Now that Al Gore is slimming down for a possible run at the White House, I’ve been thinking about the crucial plank in his platform (not that it’s possible to forget about for more than a few minutes at a time). About a year ago, Jim Hansen reviewed a number of books about global warming (“The Threat to the Planet,” New York Review of Books, July 13, 2006) and concluded that the problem could be neatly solved in the same way that two earlier ecological threats, the potent pesticide DDT and the noxious propellant CFC, were neutralized. Each turned out to be replaceable without severe dislocation, and the ease with which we accepted their replacements has given Hansen what seems to me a false hope for the coming battle.

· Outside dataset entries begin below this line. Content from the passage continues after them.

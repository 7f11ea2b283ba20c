//! JSONL reading operations.
//!
//! Records are read line by line through a buffered async reader. Line
//! numbers are tracked so decode failures point at the offending line, and
//! blank lines are skipped without counting as records.

use std::path::Path;

use futures::{Stream, TryStreamExt};
use serde::de::DeserializeOwned;
use tokio::fs::File;
use tokio::io::{AsyncBufReadExt, AsyncRead, BufReader};

use crate::{Error, Result, Warning};

/// Async reader for JSONL (JSON Lines) data.
///
/// # Examples
///
/// ```no_run
/// use deptrace_jsonl::JsonlReader;
/// use tokio::fs::File;
///
/// # async fn example() -> Result<(), Box<dyn std::error::Error>> {
/// let file = File::open("dep_graph.jsonl").await?;
/// let mut reader = JsonlReader::new(file);
/// while let Some(record) = reader.read_record::<serde_json::Value>().await? {
///     println!("{record}");
/// }
/// # Ok(())
/// # }
/// ```
pub struct JsonlReader<R> {
    /// Buffered reader wrapping the underlying async reader.
    reader: BufReader<R>,
    /// 1-based number of the last line read, 0 before any line.
    line_number: usize,
    /// Holds the current line between reads.
    buf: String,
}

impl<R: AsyncRead + Unpin> JsonlReader<R> {
    /// Creates a new `JsonlReader` wrapping the given async reader.
    #[must_use]
    pub fn new(reader: R) -> Self {
        Self {
            reader: BufReader::new(reader),
            line_number: 0,
            buf: String::new(),
        }
    }

    /// Returns the number of the last line read (0 before any read).
    #[must_use]
    pub fn line_number(&self) -> usize {
        self.line_number
    }

    /// Moves to the next non-blank line. Returns `false` at end of input.
    async fn advance(&mut self) -> Result<bool> {
        loop {
            self.buf.clear();
            let read = self.reader.read_line(&mut self.buf).await?;
            if read == 0 {
                return Ok(false);
            }
            self.line_number += 1;
            if !self.buf.trim().is_empty() {
                return Ok(true);
            }
        }
    }

    /// Reads and decodes the next record.
    ///
    /// Returns `Ok(None)` at end of input.
    ///
    /// # Errors
    ///
    /// Returns [`Error::Parse`] with the line number if the line is not a
    /// valid `T`, or [`Error::Io`] if reading fails.
    pub async fn read_record<T: DeserializeOwned>(&mut self) -> Result<Option<T>> {
        if !self.advance().await? {
            return Ok(None);
        }
        let line_number = self.line_number;
        serde_json::from_str(self.buf.trim_end())
            .map(Some)
            .map_err(|source| Error::Parse {
                line_number,
                source,
            })
    }

    /// Reads the next record that decodes successfully.
    ///
    /// Lines that fail to decode are recorded in `warnings` and skipped.
    ///
    /// # Errors
    ///
    /// Only I/O failures are returned as errors.
    pub async fn read_record_resilient<T: DeserializeOwned>(
        &mut self,
        warnings: &mut Vec<Warning>,
    ) -> Result<Option<T>> {
        while self.advance().await? {
            match serde_json::from_str(self.buf.trim_end()) {
                Ok(value) => return Ok(Some(value)),
                Err(e) => {
                    tracing::debug!(line = self.line_number, error = %e, "skipping malformed JSONL line");
                    warnings.push(Warning::MalformedJson {
                        line_number: self.line_number,
                        error: e.to_string(),
                    });
                }
            }
        }
        Ok(None)
    }

    /// Converts the reader into a stream of decoded records.
    ///
    /// A decode error is yielded in place of the bad line and the stream
    /// continues with the following line.
    pub fn into_stream<T: DeserializeOwned>(self) -> impl Stream<Item = Result<T>> {
        futures::stream::unfold(self, |mut reader| async move {
            match reader.read_record::<T>().await {
                Ok(Some(value)) => Some((Ok(value), reader)),
                Ok(None) => None,
                Err(e) => Some((Err(e), reader)),
            }
        })
    }
}

/// Reads every record of a JSONL file, failing on the first bad line.
///
/// # Errors
///
/// Returns an error if the file cannot be opened or read, or if any line
/// fails to decode.
pub async fn read_jsonl<T, P>(path: P) -> Result<Vec<T>>
where
    T: DeserializeOwned,
    P: AsRef<Path>,
{
    let file = File::open(path.as_ref()).await?;
    JsonlReader::new(file).into_stream().try_collect().await
}

/// Reads every decodable record of a JSONL file.
///
/// Returns the records together with a warning for each skipped line.
///
/// # Errors
///
/// Returns an error only if the file cannot be opened or read.
pub async fn read_jsonl_resilient<T, P>(path: P) -> Result<(Vec<T>, Vec<Warning>)>
where
    T: DeserializeOwned,
    P: AsRef<Path>,
{
    let file = File::open(path.as_ref()).await?;
    let mut reader = JsonlReader::new(file);
    let mut records = Vec::new();
    let mut warnings = Vec::new();
    while let Some(record) = reader.read_record_resilient(&mut warnings).await? {
        records.push(record);
    }
    Ok((records, warnings))
}
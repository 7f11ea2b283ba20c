//! Deptrace - find everything that still depends on a legacy component.
//!
//! The crate has two passes connected by a persisted node index:
//!
//! 1. [`builder::GraphBuilder`] walks a package universe breadth-first from
//!    one or more legacy roots, asking a [`backend::PackageBackend`] for
//!    edges, and records every reachable node with its discovery depth and
//!    all of its discoverers.
//! 2. [`report::RenderSession`] loads that index and renders, per
//!    maintainer, the shortest chains explaining why each of their
//!    packages is affected.

#![forbid(unsafe_code)]

pub mod backend;
pub mod builder;
pub mod cli;
pub mod components;
pub mod config;
pub mod domain;
pub mod error;
pub mod index;
pub mod output;
pub mod report;

pub use domain::{Identity, Kind};
pub use error::{Error, Result};
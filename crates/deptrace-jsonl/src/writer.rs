//! JSONL writing operations.

use serde::Serialize;
use tokio::io::{AsyncWrite, AsyncWriteExt, BufWriter};

use crate::Result;

/// Async writer for JSONL (JSON Lines) data.
///
/// Each value is serialized to a single line followed by `\n`. Output is
/// buffered; call [`flush`](Self::flush) before dropping the writer.
///
/// # Examples
///
/// ```no_run
/// use deptrace_jsonl::JsonlWriter;
/// use tokio::fs::File;
///
/// # async fn example() -> Result<(), Box<dyn std::error::Error>> {
/// let file = File::create("output.jsonl").await?;
/// let mut writer = JsonlWriter::new(file);
/// writer.write(&serde_json::json!({"identity": "SRC:foo"})).await?;
/// writer.flush().await?;
/// # Ok(())
/// # }
/// ```
pub struct JsonlWriter<W> {
    writer: BufWriter<W>,
    records_written: usize,
}

impl<W: AsyncWrite + Unpin> JsonlWriter<W> {
    /// Creates a new `JsonlWriter` wrapping the given async writer.
    #[must_use]
    pub fn new(writer: W) -> Self {
        Self {
            writer: BufWriter::new(writer),
            records_written: 0,
        }
    }

    /// Number of records written so far.
    #[must_use]
    pub fn records_written(&self) -> usize {
        self.records_written
    }

    /// Serializes `value` as one line.
    ///
    /// # Errors
    ///
    /// Returns an error if serialization or the underlying write fails.
    pub async fn write<T: Serialize + ?Sized>(&mut self, value: &T) -> Result<()> {
        let mut line = serde_json::to_vec(value)?;
        line.push(b'\n');
        self.writer.write_all(&line).await?;
        self.records_written += 1;
        Ok(())
    }

    /// Writes every value of `values`, one per line.
    ///
    /// # Errors
    ///
    /// Stops at and returns the first serialization or write failure.
    pub async fn write_all<T, I>(&mut self, values: I) -> Result<()>
    where
        T: Serialize,
        I: IntoIterator<Item = T>,
    {
        for value in values {
            self.write(&value).await?;
        }
        Ok(())
    }

    /// Flushes buffered output to the underlying writer.
    ///
    /// # Errors
    ///
    /// Returns an error if the underlying flush fails.
    pub async fn flush(&mut self) -> Result<()> {
        self.writer.flush().await?;
        Ok(())
    }

    /// Consumes the writer, returning the underlying writer.
    ///
    /// This does not flush; call [`flush`](Self::flush) first.
    #[must_use]
    pub fn into_inner(self) -> W {
        self.writer.into_inner()
    }
}
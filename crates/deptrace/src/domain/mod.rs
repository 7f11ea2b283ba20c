//! Node kinds and identities shared by the builder and the renderer.

use std::fmt;
use std::str::FromStr;

use serde::{Deserialize, Deserializer, Serialize, Serializer};

use crate::error::Error;

/// Kind of a dependency graph node.
///
/// Variant order matches the textual tags, so sorting identities by
/// `(kind, name)` gives the same order as sorting their `TAG:name` strings.
#[derive(Debug, Clone, Copy, PartialEq, Eq, Hash, PartialOrd, Ord, Serialize, Deserialize)]
pub enum Kind {
    /// An installable package built from a source package.
    #[serde(rename = "BLT")]
    Built,

    /// A named provide/require relation.
    #[serde(rename = "DEP")]
    Capability,

    /// A buildable source package (a component).
    #[serde(rename = "SRC")]
    Source,
}

impl Kind {
    /// The literal tag used in identities and node index records.
    #[must_use]
    pub fn tag(self) -> &'static str {
        match self {
            Self::Built => "BLT",
            Self::Capability => "DEP",
            Self::Source => "SRC",
        }
    }

    /// Parses a literal tag.
    #[must_use]
    pub fn from_tag(tag: &str) -> Option<Self> {
        match tag {
            "BLT" => Some(Self::Built),
            "DEP" => Some(Self::Capability),
            "SRC" => Some(Self::Source),
            _ => None,
        }
    }
}

impl fmt::Display for Kind {
    fn fmt(&self, f: &mut fmt::Formatter<'_>) -> fmt::Result {
        f.write_str(self.tag())
    }
}

/// Globally unique name of a node: its kind plus its name.
///
/// The textual form is `TAG:name`, e.g. `SRC:python27` or
/// `DEP:python(abi) = 2.7`. Names may themselves contain `:`; only the first
/// one separates the tag.
#[derive(Debug, Clone, PartialEq, Eq, Hash, PartialOrd, Ord)]
pub struct Identity {
    kind: Kind,
    name: String,
}

impl Identity {
    /// Create an identity from its parts.
    pub fn new(kind: Kind, name: impl Into<String>) -> Self {
        Self {
            kind,
            name: name.into(),
        }
    }

    /// Identity of a source artifact.
    pub fn source(name: impl Into<String>) -> Self {
        Self::new(Kind::Source, name)
    }

    /// Identity of a built artifact.
    pub fn built(name: impl Into<String>) -> Self {
        Self::new(Kind::Built, name)
    }

    /// Identity of a capability.
    pub fn capability(name: impl Into<String>) -> Self {
        Self::new(Kind::Capability, name)
    }

    /// The node kind.
    #[must_use]
    pub fn kind(&self) -> Kind {
        self.kind
    }

    /// The node name.
    #[must_use]
    pub fn name(&self) -> &str {
        &self.name
    }

    /// Whether the `TAG:name` form starts with `prefix`.
    #[must_use]
    pub fn starts_with(&self, prefix: &str) -> bool {
        match prefix.split_once(':') {
            Some((tag, rest)) => tag == self.kind.tag() && self.name.starts_with(rest),
            None => self.kind.tag().starts_with(prefix),
        }
    }
}

/// Display label of a node name: everything before the first `" = "`.
///
/// `python(abi) = 2.7` is labelled `python(abi)`; names without a version
/// are their own label.
#[must_use]
pub fn label(name: &str) -> &str {
    name.split_once(" = ").map_or(name, |(label, _)| label)
}

impl fmt::Display for Identity {
    fn fmt(&self, f: &mut fmt::Formatter<'_>) -> fmt::Result {
        write!(f, "{}:{}", self.kind.tag(), self.name)
    }
}

impl FromStr for Identity {
    type Err = Error;

    fn from_str(s: &str) -> Result<Self, Self::Err> {
        let (tag, name) = s
            .split_once(':')
            .ok_or_else(|| Error::InvalidIdentity(format!("missing kind tag in '{s}'")))?;
        let kind = Kind::from_tag(tag).ok_or_else(|| {
            Error::InvalidIdentity(format!("unknown kind tag '{tag}' in '{s}'"))
        })?;
        if name.is_empty() {
            return Err(Error::InvalidIdentity(format!("empty name in '{s}'")));
        }
        Ok(Self::new(kind, name))
    }
}

impl Serialize for Identity {
    fn serialize<S: Serializer>(&self, serializer: S) -> Result<S::Ok, S::Error> {
        serializer.collect_str(self)
    }
}

impl<'de> Deserialize<'de> for Identity {
    fn deserialize<D: Deserializer<'de>>(deserializer: D) -> Result<Self, D::Error> {
        let text = String::deserialize(deserializer)?;
        text.parse().map_err(serde::de::Error::custom)
    }
}
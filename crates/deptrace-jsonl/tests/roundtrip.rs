//! File-level tests: atomic write followed by strict and resilient reads.

use deptrace_jsonl::{Error, read_jsonl, read_jsonl_resilient, write_jsonl_atomic};
use rstest::{fixture, rstest};
use serde::{Deserialize, Serialize};
use tempfile::TempDir;

#[derive(Debug, Clone, Serialize, Deserialize, PartialEq)]
struct NodeLike {
    identity: String,
    depth: usize,
    parents: Vec<String>,
}

#[fixture]
fn temp_dir() -> TempDir {
    tempfile::tempdir().expect("failed to create temp dir")
}

fn sample() -> Vec<NodeLike> {
    vec![
        NodeLike {
            identity: "SRC:python27".to_string(),
            depth: 0,
            parents: vec![],
        },
        NodeLike {
            identity: "DEP:python(abi) = 2.7".to_string(),
            depth: 2,
            parents: vec!["BLT:python27".to_string()],
        },
    ]
}

#[rstest]
#[tokio::test]
async fn written_records_read_back_in_order(temp_dir: TempDir) {
    let path = temp_dir.path().join("graph.jsonl");
    write_jsonl_atomic(&path, &sample()).await.unwrap();

    let loaded: Vec<NodeLike> = read_jsonl(&path).await.unwrap();
    assert_eq!(loaded, sample());
}

#[rstest]
#[tokio::test]
async fn strict_read_fails_on_corrupted_line(temp_dir: TempDir) {
    let path = temp_dir.path().join("graph.jsonl");
    let mut content = String::new();
    content.push_str("{\"identity\":\"SRC:a\",\"depth\":0,\"parents\":[]}\n");
    content.push_str("{\"identity\":\"SRC:b\",\"depth\":\n");
    tokio::fs::write(&path, content).await.unwrap();

    let err = read_jsonl::<NodeLike, _>(&path).await.unwrap_err();
    assert!(matches!(err, Error::Parse { line_number: 2, .. }), "got {err:?}");
}

#[rstest]
#[tokio::test]
async fn resilient_read_skips_corrupted_line(temp_dir: TempDir) {
    let path = temp_dir.path().join("graph.jsonl");
    let mut content = String::new();
    content.push_str("{\"identity\":\"SRC:a\",\"depth\":0,\"parents\":[]}\n");
    content.push_str("garbage\n");
    content.push_str("{\"identity\":\"BLT:a\",\"depth\":1,\"parents\":[\"SRC:a\"]}\n");
    tokio::fs::write(&path, content).await.unwrap();

    let (records, warnings) = read_jsonl_resilient::<NodeLike, _>(&path).await.unwrap();
    assert_eq!(records.len(), 2);
    assert_eq!(records[1].parents, vec!["SRC:a".to_string()]);
    assert_eq!(warnings.len(), 1);
    assert_eq!(warnings[0].line_number(), 2);
}

#[rstest]
#[tokio::test]
async fn missing_file_is_io_error(temp_dir: TempDir) {
    let path = temp_dir.path().join("absent.jsonl");
    let err = read_jsonl::<NodeLike, _>(&path).await.unwrap_err();
    assert!(matches!(err, Error::Io(_)));
}
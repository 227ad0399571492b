//! Sample-domain synthesis configuration.

use serde::{Deserialize, Serialize};

use crate::error::{ParamError, ParamResult};
use crate::params::{SynthesisParams, WindowChoice};
use crate::seed::resolve_seed;

/// Largest interleaved sample count one output buffer may hold.
pub const MAX_OUTPUT_SAMPLES: usize = isize::MAX as usize / std::mem::size_of::<f32>();

/// Window shape with the parameters its validation rule depends on.
#[derive(Debug, Clone, Copy, PartialEq, Eq, Hash, Serialize, Deserialize)]
#[serde(tag = "type", rename_all = "snake_case")]
pub enum WindowKind {
    /// Linear ramps of `overlap` samples at both ends.
    LinearCrossfade {
        /// Ramp length in samples.
        overlap: usize,
    },
    /// Raised cosine across the whole snippet.
    HannCosine,
}

impl WindowKind {
    /// Builds the kind for a user choice and a resolved overlap.
    pub fn from_choice(choice: WindowChoice, overlap: usize) -> Self {
        match choice {
            WindowChoice::LinearCrossfade => WindowKind::LinearCrossfade { overlap },
            WindowChoice::Hann => WindowKind::HannCosine,
        }
    }

    /// Checks the overlap rule for this window against a clip length.
    ///
    /// Linear crossfades need both ramps to fit with room to spare
    /// (`2 * overlap < clip`); Hann only needs a positive hop
    /// (`overlap < clip`).
    pub fn check_overlap(&self, clip_len: usize, overlap_len: usize) -> ParamResult<()> {
        match self {
            WindowKind::LinearCrossfade { .. } => {
                if overlap_len.saturating_mul(2) >= clip_len {
                    return Err(ParamError::overlap(format!(
                        "for Linear, overlap ({} samples) must be less than half the snippet size ({} samples)",
                        overlap_len, clip_len
                    )));
                }
            }
            WindowKind::HannCosine => {
                if overlap_len >= clip_len {
                    return Err(ParamError::overlap(format!(
                        "for Hann, overlap ({} samples) must be less than the snippet size ({} samples)",
                        overlap_len, clip_len
                    )));
                }
            }
        }
        Ok(())
    }
}

/// Validated synthesis configuration in samples.
#[derive(Debug, Clone, PartialEq, Serialize, Deserialize)]
pub struct SynthesisConfig {
    /// Snippet length in samples.
    pub clip_len: usize,
    /// Overlap between consecutive snippets in samples.
    pub overlap_len: usize,
    /// Exact output length in frames.
    pub output_len: usize,
    /// Post-accumulation gain.
    pub gain: f64,
    /// Window shape.
    pub window: WindowKind,
    /// Generator seed; `None` draws one from the environment at run time.
    pub seed: Option<u64>,
}

impl SynthesisConfig {
    /// Converts and validates raw parameters against a source.
    ///
    /// # Arguments
    /// * `params` - Time-domain parameters
    /// * `sample_rate` - Source sample rate in Hz
    /// * `source_frames` - Frames available in the source
    ///
    /// # Errors
    /// Any [`ParamError`]; nothing is allocated before the checks pass.
    pub fn resolve(
        params: &SynthesisParams,
        sample_rate: u32,
        source_frames: usize,
    ) -> ParamResult<Self> {
        params.validate()?;
        let seed = resolve_seed(params.seed.as_ref())?;

        let clip_len = seconds_to_samples(params.clip_ms / 1000.0, sample_rate)
            .ok_or(ParamError::ClipExceedsSource {
                clip_samples: usize::MAX,
                source_frames,
            })?
            .max(1);
        let overlap_len = seconds_to_samples(params.overlap_ms / 1000.0, sample_rate)
            .ok_or_else(|| {
                ParamError::overlap(format!(
                    "{} ms is too long to express in samples",
                    params.overlap_ms
                ))
            })?;
        let output_len = seconds_to_samples(params.output_seconds, sample_rate)
            .ok_or(ParamError::InvalidOutputLength {
                seconds: params.output_seconds,
            })?
            .max(1);

        let config = Self {
            clip_len,
            overlap_len,
            output_len,
            gain: params.gain,
            window: WindowKind::from_choice(params.window, overlap_len),
            seed,
        };
        config.validate(source_frames)?;
        Ok(config)
    }

    /// Checks the sample-domain invariants against a source length.
    pub fn validate(&self, source_frames: usize) -> ParamResult<()> {
        if self.clip_len == 0 {
            return Err(ParamError::InvalidClipLength { clip_ms: 0.0 });
        }
        if self.output_len == 0 {
            return Err(ParamError::InvalidOutputLength { seconds: 0.0 });
        }
        self.output_samples(1)?;
        if !(crate::MIN_GAIN..=crate::MAX_GAIN).contains(&self.gain) {
            return Err(ParamError::InvalidGain { gain: self.gain });
        }
        if self.clip_len > source_frames {
            return Err(ParamError::ClipExceedsSource {
                clip_samples: self.clip_len,
                source_frames,
            });
        }
        if let WindowKind::LinearCrossfade { overlap } = self.window {
            if overlap != self.overlap_len {
                return Err(ParamError::overlap(format!(
                    "linear ramp ({} samples) does not match the overlap ({} samples)",
                    overlap, self.overlap_len
                )));
            }
        }
        self.window.check_overlap(self.clip_len, self.overlap_len)
    }

    /// Interleaved sample count of the output at `channels` channels.
    ///
    /// # Errors
    /// [`ParamError::OutputTooLarge`] when the count overflows or exceeds
    /// [`MAX_OUTPUT_SAMPLES`].
    pub fn output_samples(&self, channels: usize) -> ParamResult<usize> {
        self.output_len
            .checked_mul(channels.max(1))
            .filter(|&samples| samples <= MAX_OUTPUT_SAMPLES)
            .ok_or(ParamError::OutputTooLarge {
                frames: self.output_len,
                channels,
            })
    }

    /// Distance between consecutive snippet placements, never below one.
    pub fn hop(&self) -> usize {
        hop_length(self.clip_len, self.overlap_len)
    }
}

/// Computes `clip - overlap`, forcing at least one sample of progress.
pub fn hop_length(clip_len: usize, overlap_len: usize) -> usize {
    clip_len.saturating_sub(overlap_len).max(1)
}

/// Converts a duration to a sample count at `sample_rate`.
///
/// Uses round-half-to-even so that exact half-sample durations resolve the
/// same way on every platform. Non-positive durations give 0; `None` means
/// the count is NaN or does not fit in a `usize`.
pub fn seconds_to_samples(seconds: f64, sample_rate: u32) -> Option<usize> {
    let samples = (seconds * sample_rate as f64).round_ties_even();
    if samples.is_nan() || samples >= usize::MAX as f64 {
        None
    } else if samples <= 0.0 {
        Some(0)
    } else {
        Some(samples as usize)
    }
}
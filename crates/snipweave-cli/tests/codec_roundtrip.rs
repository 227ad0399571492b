//! Codec integration tests: files written by `save_audio` decode back to
//! the same audio within the quantization step of their encoding.

use snipweave_audio::AudioBuffer;
use snipweave_cli::codec::{encode, load_audio, save_audio, CodecError};
use snipweave_spec::{SampleSubtype, SaveFormat};
use std::path::Path;

fn stereo_sweep(frames: usize) -> AudioBuffer {
    let mut samples = Vec::with_capacity(frames * 2);
    for i in 0..frames {
        let t = i as f32 / frames as f32;
        samples.push((t * 40.0).sin() * 0.8);
        samples.push(t * 2.0 - 1.0);
    }
    AudioBuffer::new(samples, 2).unwrap()
}

fn assert_close(a: &AudioBuffer, b: &AudioBuffer, tolerance: f32) {
    assert_eq!(a.channels(), b.channels());
    assert_eq!(a.frames(), b.frames());
    for (i, (x, y)) in a.samples().iter().zip(b.samples()).enumerate() {
        assert!(
            (x - y).abs() <= tolerance,
            "sample {}: {} vs {} (tolerance {})",
            i,
            x,
            y,
            tolerance
        );
    }
}

fn roundtrip(dir: &Path, name: &str, format: SaveFormat, subtype: SampleSubtype) {
    let original = stereo_sweep(2_000);
    let path = dir.join(name);
    save_audio(&path, &original, 44_100, format, subtype).unwrap();

    let decoded = load_audio(&path).unwrap();
    assert_eq!(decoded.sample_rate, 44_100, "{}", name);

    // Written with a 2^(bits-1) - 1 scale, read back with 2^(bits-1).
    let tolerance = match subtype {
        SampleSubtype::Float => 0.0,
        other => 2.0 / (1u64 << (other.bits() - 1)) as f32,
    };
    assert_close(&original, &decoded.buffer, tolerance + 1e-6);
}

// ============================================================================
// WAV
// ============================================================================

#[test]
fn test_wav_pcm16_roundtrip() {
    let dir = tempfile::tempdir().unwrap();
    roundtrip(dir.path(), "a.wav", SaveFormat::Wav, SampleSubtype::Pcm16);
    let decoded = load_audio(&dir.path().join("a.wav")).unwrap();
    assert_eq!(decoded.subtype, SampleSubtype::Pcm16);
}

#[test]
fn test_wav_pcm24_roundtrip() {
    let dir = tempfile::tempdir().unwrap();
    roundtrip(dir.path(), "a.wav", SaveFormat::Wav, SampleSubtype::Pcm24);
    let decoded = load_audio(&dir.path().join("a.wav")).unwrap();
    assert_eq!(decoded.subtype, SampleSubtype::Pcm24);
}

#[test]
fn test_wav_pcm8_roundtrip() {
    let dir = tempfile::tempdir().unwrap();
    let original = stereo_sweep(500);
    let path = dir.path().join("a.wav");
    save_audio(&path, &original, 8_000, SaveFormat::Wav, SampleSubtype::Pcm8).unwrap();
    let decoded = load_audio(&path).unwrap();
    assert_eq!(decoded.subtype, SampleSubtype::Pcm8);
    assert_close(&original, &decoded.buffer, 0.02);
}

#[test]
fn test_wav_float_roundtrip_is_exact() {
    let dir = tempfile::tempdir().unwrap();
    roundtrip(dir.path(), "a.wav", SaveFormat::Wav, SampleSubtype::Float);
    let decoded = load_audio(&dir.path().join("a.wav")).unwrap();
    assert_eq!(decoded.subtype, SampleSubtype::Float);
}

#[test]
fn test_wav_clamps_out_of_range() {
    let dir = tempfile::tempdir().unwrap();
    let path = dir.path().join("hot.wav");
    let hot = AudioBuffer::mono(vec![1.5, -3.0, 0.0]);
    save_audio(&path, &hot, 8_000, SaveFormat::Wav, SampleSubtype::Pcm16).unwrap();
    let decoded = load_audio(&path).unwrap();
    let s = decoded.buffer.samples();
    assert!((s[0] - 32_767.0 / 32_768.0).abs() < 1e-6);
    assert!((s[1] + 32_767.0 / 32_768.0).abs() < 1e-6);
    assert_eq!(s[2], 0.0);
}

// ============================================================================
// AIFF
// ============================================================================

#[test]
fn test_aiff_pcm16_roundtrip() {
    let dir = tempfile::tempdir().unwrap();
    roundtrip(dir.path(), "a.aiff", SaveFormat::Aiff, SampleSubtype::Pcm16);
}

#[test]
fn test_aiff_pcm24_roundtrip() {
    let dir = tempfile::tempdir().unwrap();
    roundtrip(dir.path(), "a.aif", SaveFormat::Aiff, SampleSubtype::Pcm24);
}

#[test]
fn test_aiff_rejects_float() {
    let err = encode(
        &stereo_sweep(10),
        44_100,
        SaveFormat::Aiff,
        SampleSubtype::Float,
    )
    .unwrap_err();
    assert!(matches!(err, CodecError::UnsupportedSubtype { .. }));
}

// ============================================================================
// Failures
// ============================================================================

#[test]
fn test_missing_and_unreadable_are_distinct() {
    let dir = tempfile::tempdir().unwrap();

    let missing = load_audio(&dir.path().join("nope.aiff")).unwrap_err();
    assert!(matches!(missing, CodecError::NotFound { .. }));

    let junk = dir.path().join("junk.aiff");
    std::fs::write(&junk, vec![0u8; 128]).unwrap();
    let unreadable = load_audio(&junk).unwrap_err();
    assert!(matches!(unreadable, CodecError::Unreadable { .. }));
}

#[test]
fn test_write_into_missing_directory_fails_cleanly() {
    let dir = tempfile::tempdir().unwrap();
    let path = dir.path().join("no_such_dir").join("out.wav");
    let err = save_audio(
        &path,
        &stereo_sweep(10),
        44_100,
        SaveFormat::Wav,
        SampleSubtype::Pcm16,
    )
    .unwrap_err();
    assert!(matches!(err, CodecError::Io { .. }));
    assert!(!path.exists());
}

For oil is part of our national mythology and identity, in the way that CFCs and DDT were not. We never idolized Redi-whip as we do the lights of the Las Vegas strip; no one gathered around the TV to watch bugs die the way Nascar fans do for the Talladega 500. The consortium of government and business interests that is locked into Big Oil is far broader and deeper than the pesticide and CFC lobbies. And it’s going to be a lot harder to find substitutes that work and that are acceptable to all the interest groups on play. Hansen glosses over the possibilities in a single sentence: “In the interim [before new technology is invented and implemented] new electricity requirements should be met by the use of renewable energies such as wind power as well as by nuclear power and other sources that do not produce C02.” That complacent formulation ignores the facts that wind turbines in numbers sufficient to satisfy our voracious appetites for heat and light would probably suck North America halfway across the Atlantic, and that nuclear power has been irrevocably demonized by the political left, from whom we would naturally look for leadership in the struggle against oil and coal. I had a ringside seat at the successful ten-year battle against the Long Island Lighting Company’s attempt to bring its Shoreham reactor on line, and it was a lesson in the law of unintended consequences: the protesters who rejoiced when the power company spent billions on a plant that never opened went home to find the costs folded into astronomical monthly bills, and now depend even more heavily than before on a dwindling supply of electricity generated by fossil fuels.
And speaking of unintended consequences and demonization: over a million African children die each year from malaria, which could be controlled -- indeed, all but eradicated -- by the judicious use of DDT, the best mosquitocide ever invented. Perhaps a more apt analogy for ending our addiction to oil is our battle with addiction to tobacco, which shows us that the only way to end an addiction, unfortunately, is not to throttle it back but to cut it out altogether. But no first-world country will ever wean itself from oil completely, and an America that tries to “cut down” -- in which liberals learn to get along with nukes and conservatives embrace Priuses and buy bicycles -- seems less like a viable vision of the future than a hallucination.